▸ **Your instructions**:
Check each line of the records below and collect those holding "consolidate".

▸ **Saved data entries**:

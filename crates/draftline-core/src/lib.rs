//! Draftline Core - Variable extraction, template matching, and draft assembly
//!
//! This crate provides:
//! - Canonical key normalization for extracted variables
//! - Overlapping-window document chunking
//! - Chunk-by-chunk extraction consolidation with duplicate suppression
//! - Embedding-based template matching with a rerank confidence gate
//! - The draft instance state machine gating generation on completeness
//! - Template verification (placeholder and key invariants)
//! - Oracle capability traits for the external extraction/embedding/rerank
//!   services, so tests can inject deterministic stand-ins

pub mod chunk;
pub mod consolidate;
pub mod draft;
pub mod error;
pub mod matcher;
pub mod normalize;
pub mod oracle;
pub mod verify;

// Re-export commonly used types
pub use chunk::{Chunk, ChunkConfig, DEFAULT_CHUNK_OVERLAP, DEFAULT_CHUNK_SIZE};
pub use consolidate::VariableConsolidator;
pub use draft::{AnswerReport, DraftInstance};
pub use error::{ChunkConfigError, DraftError, MatchError, OracleError};
pub use matcher::{cosine_similarity, rank, MatchCandidate, MatchOutcome, MatcherConfig, TemplateMatcher};
pub use normalize::{is_canonical_key, normalize_key};
pub use oracle::{
    EmbeddingOracle, ExtractionCandidate, ExtractionOracle, RerankCandidate, RerankDecision,
    RerankOracle,
};
pub use verify::{
    CompositeVerifier, Finding, KeyVerifier, PlaceholderVerifier, VerificationResult, Verifier,
};
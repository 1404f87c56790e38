//! Application state for the Draftline API
//!
//! Holds the oracle clients and the in-memory template/draft store. The
//! store is session-scoped working state, not durable persistence; each
//! request takes the lock for the duration of its own read or write only.

use std::collections::HashMap;
use std::sync::Arc;
use tokio::sync::RwLock;
use tracing::info;

use crate::config::ApiConfig;
use crate::gemini::GeminiClient;
use crate::websearch::ExaClient;
use draftline_core::{ChunkConfig, DraftInstance, MatcherConfig};
use shared_types::Template;

/// In-memory store; template insertion order is the matcher's tie-break
/// order, so templates live in a Vec, not a map
#[derive(Default)]
pub struct Store {
    templates: Vec<Template>,
    drafts: HashMap<String, DraftInstance>,
}

impl Store {
    pub fn insert_template(&mut self, template: Template) {
        self.templates.push(template);
    }

    pub fn templates(&self) -> &[Template] {
        &self.templates
    }

    pub fn template(&self, template_id: &str) -> Option<&Template> {
        self.templates.iter().find(|t| t.template_id == template_id)
    }

    pub fn insert_draft(&mut self, draft: DraftInstance) {
        self.drafts.insert(draft.instance_id().to_string(), draft);
    }

    pub fn draft(&self, instance_id: &str) -> Option<&DraftInstance> {
        self.drafts.get(instance_id)
    }

    pub fn draft_mut(&mut self, instance_id: &str) -> Option<&mut DraftInstance> {
        self.drafts.get_mut(instance_id)
    }

    pub fn template_count(&self) -> usize {
        self.templates.len()
    }

    pub fn draft_count(&self) -> usize {
        self.drafts.len()
    }
}

/// Shared application state
pub struct AppState {
    pub store: RwLock<Store>,
    pub gemini: Arc<GeminiClient>,
    pub websearch: Option<ExaClient>,
    pub chunking: ChunkConfig,
    pub matcher: MatcherConfig,
}

impl AppState {
    pub fn new(config: &ApiConfig) -> anyhow::Result<Self> {
        // Invalid chunk parameters are fatal here, before any request runs
        let chunking = ChunkConfig::new(config.chunk_size, config.chunk_overlap)?;

        let gemini = Arc::new(GeminiClient::new(config.gemini.clone())?);

        let websearch = match &config.exa_api_key {
            Some(key) => {
                info!("web-search fallback enabled");
                Some(ExaClient::new(key.clone())?)
            }
            None => {
                info!("EXA_API_KEY not set, web-search fallback disabled");
                None
            }
        };

        Ok(Self {
            store: RwLock::new(Store::default()),
            gemini,
            websearch,
            chunking,
            matcher: config.matcher,
        })
    }
}
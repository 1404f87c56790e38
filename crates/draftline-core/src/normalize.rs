//! Canonical key normalization
//!
//! Every variable key that enters the system is funneled through
//! [`normalize_key`] exactly once, before deduplication. The canonical form
//! is lowercase snake_case: camelCase boundaries become underscores, any run
//! of characters outside `[a-z0-9]` becomes a single underscore, and
//! underscores never lead, trail, or double up.
//!
//! The function is total (no input panics) and idempotent: normalizing an
//! already-canonical key returns it unchanged. An empty result means the raw
//! key carried no usable characters; callers treat that as an extraction
//! error, not a valid key.

use lazy_static::lazy_static;
use regex::Regex;

lazy_static! {
    /// Strict descriptor-key invariant: leading letter, snake_case segments
    static ref CANONICAL_KEY: Regex =
        Regex::new(r"^[a-z][a-z0-9]*(_[a-z0-9]+)*$").expect("canonical key pattern");
}

/// Normalize an arbitrary raw key into the canonical snake_case convention.
///
/// `PolicyNumber`, `policy-number`, `Policy Number`, and `policy_number` all
/// normalize to `policy_number`.
pub fn normalize_key(raw: &str) -> String {
    let mut out = String::with_capacity(raw.len());
    let mut pending_sep = false;
    let mut prev: Option<char> = None;

    for c in raw.chars() {
        // camelCase boundary: lower or digit followed by an uppercase letter
        if c.is_ascii_uppercase() {
            if let Some(p) = prev {
                if p.is_ascii_lowercase() || p.is_ascii_digit() {
                    pending_sep = true;
                }
            }
        }

        let lowered = c.to_ascii_lowercase();
        if lowered.is_ascii_lowercase() || lowered.is_ascii_digit() {
            if pending_sep && !out.is_empty() {
                out.push('_');
            }
            pending_sep = false;
            out.push(lowered);
        } else {
            pending_sep = true;
        }
        prev = Some(c);
    }

    out
}

/// Check the stricter `VariableDescriptor` key invariant: canonical
/// snake_case with a leading letter.
pub fn is_canonical_key(key: &str) -> bool {
    CANONICAL_KEY.is_match(key)
}
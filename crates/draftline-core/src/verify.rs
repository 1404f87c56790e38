//! Template verification
//!
//! A well-formed template only references declared variables from its body
//! and only declares canonical, collision-free keys. Verification reports
//! violations without fixing them; ingestion logs the findings and proceeds.

use lazy_static::lazy_static;
use regex::Regex;
use thiserror::Error;

use crate::normalize::is_canonical_key;
use shared_types::Template;

lazy_static! {
    /// `{{token}}` placeholders, case-sensitive, no whitespace inside braces
    static ref PLACEHOLDER: Regex = Regex::new(r"\{\{([^{}]*)\}\}").expect("placeholder pattern");
}

/// A single verification violation
#[derive(Debug, Error, Clone, PartialEq, Eq)]
pub enum Finding {
    /// Body references a key the template never declared
    #[error("placeholder references undeclared variable: {0}")]
    UndeclaredPlaceholder(String),

    /// Placeholder token is not a canonical key (wrong case, spaces, ...)
    #[error("malformed placeholder token: {0:?}")]
    MalformedPlaceholder(String),

    /// Declared key violates the canonical snake_case form
    #[error("declared key violates canonical form: {0:?}")]
    NonCanonicalKey(String),

    /// Two declared variables share a key
    #[error("duplicate declared key: {0}")]
    DuplicateKey(String),
}

/// Outcome of verifying one template with one verifier
#[derive(Debug, Clone)]
pub struct VerificationResult {
    pub template_id: String,
    pub is_valid: bool,
    pub findings: Vec<Finding>,
    /// Non-fatal observations (e.g. declared but never-referenced variables)
    pub warnings: Vec<String>,
}

/// Trait for template verifiers
pub trait Verifier: Send + Sync {
    fn verify(&self, template: &Template) -> VerificationResult;

    fn name(&self) -> &str;
}

/// Checks that every `{{key}}` in the body resolves to a declared variable
#[derive(Debug, Default)]
pub struct PlaceholderVerifier;

impl Verifier for PlaceholderVerifier {
    fn verify(&self, template: &Template) -> VerificationResult {
        let mut findings = Vec::new();
        let mut warnings = Vec::new();
        let mut referenced: Vec<&str> = Vec::new();

        for captures in PLACEHOLDER.captures_iter(&template.body) {
            let token = &captures[1];
            if !is_canonical_key(token) {
                findings.push(Finding::MalformedPlaceholder(token.to_string()));
            } else if !template.has_variable(token) {
                findings.push(Finding::UndeclaredPlaceholder(token.to_string()));
            } else if !referenced.contains(&token) {
                if let Some(var) = template.variables.iter().find(|v| v.key == token) {
                    referenced.push(var.key.as_str());
                }
            }
        }

        for var in &template.variables {
            if !referenced.contains(&var.key.as_str()) {
                warnings.push(format!("variable never referenced by body: {}", var.key));
            }
        }

        VerificationResult {
            template_id: template.template_id.clone(),
            is_valid: findings.is_empty(),
            findings,
            warnings,
        }
    }

    fn name(&self) -> &str {
        "placeholders"
    }
}

/// Checks declared keys for canonical form and uniqueness
#[derive(Debug, Default)]
pub struct KeyVerifier;

impl Verifier for KeyVerifier {
    fn verify(&self, template: &Template) -> VerificationResult {
        let mut findings = Vec::new();
        let mut seen: Vec<&str> = Vec::new();

        for var in &template.variables {
            if !is_canonical_key(&var.key) {
                findings.push(Finding::NonCanonicalKey(var.key.clone()));
            }
            if seen.contains(&var.key.as_str()) {
                findings.push(Finding::DuplicateKey(var.key.clone()));
            } else {
                seen.push(var.key.as_str());
            }
        }

        VerificationResult {
            template_id: template.template_id.clone(),
            is_valid: findings.is_empty(),
            findings,
            warnings: Vec::new(),
        }
    }

    fn name(&self) -> &str {
        "keys"
    }
}

/// Runs several verifiers over one template
#[derive(Default)]
pub struct CompositeVerifier {
    verifiers: Vec<Box<dyn Verifier>>,
}

impl CompositeVerifier {
    pub fn new() -> Self {
        Self {
            verifiers: Vec::new(),
        }
    }

    /// The standard pair every ingestion run uses.
    pub fn standard() -> Self {
        Self::new()
            .add_verifier(Box::new(KeyVerifier))
            .add_verifier(Box::new(PlaceholderVerifier))
    }

    pub fn add_verifier(mut self, verifier: Box<dyn Verifier>) -> Self {
        self.verifiers.push(verifier);
        self
    }

    pub fn verify_all(&self, template: &Template) -> Vec<VerificationResult> {
        self.verifiers
            .iter()
            .map(|verifier| verifier.verify(template))
            .collect()
    }
}

#[cfg(test)]
mod tests {
    use super::*;
    use shared_types::{DataType, VariableDescriptor};

    fn variable(key: &str) -> VariableDescriptor {
        VariableDescriptor {
            key: key.to_string(),
            label: key.to_string(),
            description: String::new(),
            example: String::new(),
            data_type: DataType::Text,
            required: true,
        }
    }

    fn template_with(body: &str, keys: &[&str]) -> Template {
        Template {
            template_id: "tpl-1".to_string(),
            title: "Test".to_string(),
            description: String::new(),
            doc_type: "contract".to_string(),
            jurisdiction: String::new(),
            similarity_tags: vec![],
            embedding: vec![],
            variables: keys.iter().map(|k| variable(k)).collect(),
            body: body.to_string(),
            created_at: 0,
        }
    }

    #[test]
    fn test_well_formed_template_passes() {
        let template = template_with("Hello {{party_name}} on {{start_date}}", &[
            "party_name",
            "start_date",
        ]);
        let result = PlaceholderVerifier.verify(&template);
        assert!(result.is_valid);
        assert!(result.warnings.is_empty());
    }

    #[test]
    fn test_undeclared_placeholder_flagged() {
        let template = template_with("Hello {{party_name}}", &[]);
        let result = PlaceholderVerifier.verify(&template);
        assert!(!result.is_valid);
        assert_eq!(
            result.findings,
            vec![Finding::UndeclaredPlaceholder("party_name".to_string())]
        );
    }

    #[test]
    fn test_malformed_placeholder_flagged() {
        let template = template_with("Hello {{Party Name}}", &["party_name"]);
        let result = PlaceholderVerifier.verify(&template);
        assert!(result
            .findings
            .contains(&Finding::MalformedPlaceholder("Party Name".to_string())));
    }

    #[test]
    fn test_unreferenced_variable_is_warning_only() {
        let template = template_with("No placeholders here", &["party_name"]);
        let result = PlaceholderVerifier.verify(&template);
        assert!(result.is_valid);
        assert_eq!(result.warnings.len(), 1);
    }

    #[test]
    fn test_key_verifier_catches_bad_keys() {
        let mut template = template_with("", &["party_name", "party_name"]);
        template.variables.push(variable("Bad-Key"));
        let result = KeyVerifier.verify(&template);
        assert!(!result.is_valid);
        assert!(result
            .findings
            .contains(&Finding::DuplicateKey("party_name".to_string())));
        assert!(result
            .findings
            .contains(&Finding::NonCanonicalKey("Bad-Key".to_string())));
    }

    #[test]
    fn test_composite_runs_all() {
        let template = template_with("{{party_name}}", &["party_name"]);
        let results = CompositeVerifier::standard().verify_all(&template);
        assert_eq!(results.len(), 2);
        assert!(results.iter().all(|r| r.is_valid));
    }
}
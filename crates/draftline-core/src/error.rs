use thiserror::Error;

/// Errors surfaced by oracle calls (extraction, embedding, rerank)
///
/// Every variant is recoverable at the call site: extraction failures yield
/// zero candidates for the failing chunk, rerank failures degrade to the
/// top-similarity candidate, and embedding failures abort only the current
/// match attempt.
#[derive(Debug, Error, Clone, PartialEq)]
pub enum OracleError {
    /// The service call itself failed (network, auth, timeout)
    #[error("oracle service error: {0}")]
    Service(String),

    /// The service answered, but the payload could not be understood
    #[error("malformed oracle response: {0}")]
    Malformed(String),
}

/// Invalid chunking parameters, fatal at construction time
#[derive(Debug, Error, Clone, PartialEq, Eq)]
pub enum ChunkConfigError {
    #[error("chunk size must be greater than zero")]
    ZeroSize,

    #[error("chunk overlap {overlap} must be smaller than chunk size {size}")]
    OverlapTooLarge { size: usize, overlap: usize },

    #[error("chunk overlap must be greater than zero")]
    ZeroOverlap,
}

/// A match attempt that could not produce any outcome
#[derive(Debug, Error, Clone, PartialEq)]
pub enum MatchError {
    /// The query embedding could not be obtained; nothing to rank against
    #[error("query embedding failed: {0}")]
    Embedding(#[from] OracleError),
}

/// Errors raised by the draft instance state machine
#[derive(Debug, Error, Clone, PartialEq, Eq)]
pub enum DraftError {
    /// Completed drafts are terminal; a new instance must be created instead
    #[error("draft {0} is completed and can no longer change")]
    AlreadyCompleted(String),

    /// Generation requires every required variable to carry a non-empty answer
    #[error("missing required answers: {}", .missing.join(", "))]
    Incomplete { missing: Vec<String> },
}
//! Environment-driven configuration for the Draftline API
//!
//! Expected variables:
//! - GEMINI_API_KEY: API key for the Gemini service (required)
//! - GEMINI_MODEL: generative model name (default: "gemini-1.5-flash")
//! - GEMINI_EMBEDDING_MODEL: embedding model (default: "models/text-embedding-004")
//! - GEMINI_TIMEOUT_SECONDS: per-call timeout (default: 600)
//! - EXA_API_KEY: key for the web-search fallback (optional; fallback off without it)
//! - CHUNK_SIZE / CHUNK_OVERLAP: extraction window parameters (defaults: 8000 / 500)
//! - MIN_CONFIDENCE_THRESHOLD: match confidence gate (default: 0.7)
//! - MATCH_TOP_K: rerank shortlist size (default: 5)
//! - PORT: bind port (default: 3000)

use anyhow::{anyhow, Result};
use draftline_core::{DEFAULT_CHUNK_OVERLAP, DEFAULT_CHUNK_SIZE, MatcherConfig};

/// Gemini service connection settings
#[derive(Debug, Clone)]
pub struct GeminiConfig {
    pub api_key: String,
    pub model: String,
    pub embedding_model: String,
    pub timeout_seconds: u64,
}

/// Full API configuration
#[derive(Debug, Clone)]
pub struct ApiConfig {
    pub port: u16,
    pub gemini: GeminiConfig,
    pub exa_api_key: Option<String>,
    pub chunk_size: usize,
    pub chunk_overlap: usize,
    pub matcher: MatcherConfig,
}

fn env_parse<T: std::str::FromStr>(name: &str, default: T) -> Result<T> {
    match std::env::var(name) {
        Ok(raw) => raw
            .parse()
            .map_err(|_| anyhow!("invalid value for {}: {}", name, raw)),
        Err(_) => Ok(default),
    }
}

impl ApiConfig {
    pub fn from_env() -> Result<Self> {
        let api_key =
            std::env::var("GEMINI_API_KEY").map_err(|_| anyhow!("GEMINI_API_KEY is required"))?;

        let gemini = GeminiConfig {
            api_key,
            model: std::env::var("GEMINI_MODEL").unwrap_or_else(|_| "gemini-1.5-flash".to_string()),
            embedding_model: std::env::var("GEMINI_EMBEDDING_MODEL")
                .unwrap_or_else(|_| "models/text-embedding-004".to_string()),
            timeout_seconds: env_parse("GEMINI_TIMEOUT_SECONDS", 600)?,
        };

        let matcher = MatcherConfig {
            top_k: env_parse("MATCH_TOP_K", MatcherConfig::default().top_k)?,
            min_confidence: env_parse(
                "MIN_CONFIDENCE_THRESHOLD",
                MatcherConfig::default().min_confidence,
            )?,
        };

        Ok(Self {
            port: env_parse("PORT", 3000)?,
            gemini,
            exa_api_key: std::env::var("EXA_API_KEY").ok().filter(|k| !k.is_empty()),
            chunk_size: env_parse("CHUNK_SIZE", DEFAULT_CHUNK_SIZE)?,
            chunk_overlap: env_parse("CHUNK_OVERLAP", DEFAULT_CHUNK_OVERLAP)?,
            matcher,
        })
    }
}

▸ **Solution**:
pub mod consolidate;
pub use consolidate::VariableConsolidator;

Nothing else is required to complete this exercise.